So what if the Nazis never got involved in the Second World War? They would have been brutally murderous, yes, but their infamy would be no greater than that of the Ottoman Empire during World War One, or one of many US-sponsored Latin American military dictatorships. Consider even the reputation of Mao Zedong and Joseph Stalin: those men headed up regimes more murderous than the Nazis, but they never lost their access to power and money, so they are frequently viewed as more benign than their German counterparts. American slave owners, the British East India Company’s opium trade, right-wing death squads acting against Communist rebels… the list goes on of persons and collections of persons that retained access to power and money and thereby avoided facing full accountability for their crimes.

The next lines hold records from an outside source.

//! The `(parts, segments)` parameter pair of a benchmark configuration.

use std::fmt;

use serde::{Deserialize, Serialize};

/// Identifies one benchmark configuration by the shape of the uploaded objects.
///
/// The special value [`Scenario::NONE`] marks measurements that are not tied to a particular
/// object shape, such as iterating all objects in a bucket.
#[derive(
    Clone, Copy, Debug, Default, PartialEq, Eq, Hash, PartialOrd, Ord, Serialize, Deserialize,
)]
#[serde(rename_all = "PascalCase")]
pub struct Scenario {
    /// Number of parts per object.
    pub parts: u32,
    /// Number of segments per part.
    pub segments: u32,
}

impl Scenario {
    /// The scenario-less measurement key.
    pub const NONE: Scenario = Scenario {
        parts: 0,
        segments: 0,
    };

    /// Creates a scenario for objects with the given shape.
    pub const fn new(parts: u32, segments: u32) -> Self {
        Self { parts, segments }
    }

    /// Returns `true` if this is the scenario-less key `(0, 0)`.
    pub fn is_none(&self) -> bool {
        *self == Self::NONE
    }
}

impl fmt::Display for Scenario {
    fn fmt(&self, f: &mut fmt::Formatter<'_>) -> fmt::Result {
        write!(f, "parts: {}, segments: {}", self.parts, self.segments)
    }
}

#[cfg(test)]
mod tests {
    use super::*;

    #[test]
    fn none_is_zero_zero() {
        assert!(Scenario::new(0, 0).is_none());
        assert!(Scenario::default().is_none());
        assert!(!Scenario::new(1, 0).is_none());
        assert!(!Scenario::new(0, 3).is_none());
    }

    #[test]
    fn display() {
        assert_eq!(Scenario::new(2, 11).to_string(), "parts: 2, segments: 11");
    }
}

The Nazis simply present an unusual chapter in history as a corporate group that lost its access to power and money and, therefore, had to face some sort of responsibility for its actions.

Thalidomide the drug is itself infamous. But the manufacturers of the drug, Grünenthal, continue to do business. They released an apology in 2011, but did not move to retroactively offer additional compensation or admit wrongdoing, even though a mass of documents points to not only a large number of breaches, but a large variety of breaches, as well. Grünenthal does business and there is no immediate name recognition for that company name to connect it to Thalidomide, much in the same way as a black swastika in a white circle on a red field is instantly recognizable as a symbol intimately connected with evil. Grünenthal is representative and typical of the powerful: the Nazis are the exception, the group that abused absolute power and faced punishment for it.

Welcome to the Wilderness

Years ago, I started blogging with a site called Sobaka.com. There were some incredibly interesting voices there, and all the writers did their homework. They found connections between some of the most horrific evils perpetrated in the world and some of the most globally esteemed world leaders and organizations. When I started to write there, I worked at making the connections… and I found myself in the wilderness.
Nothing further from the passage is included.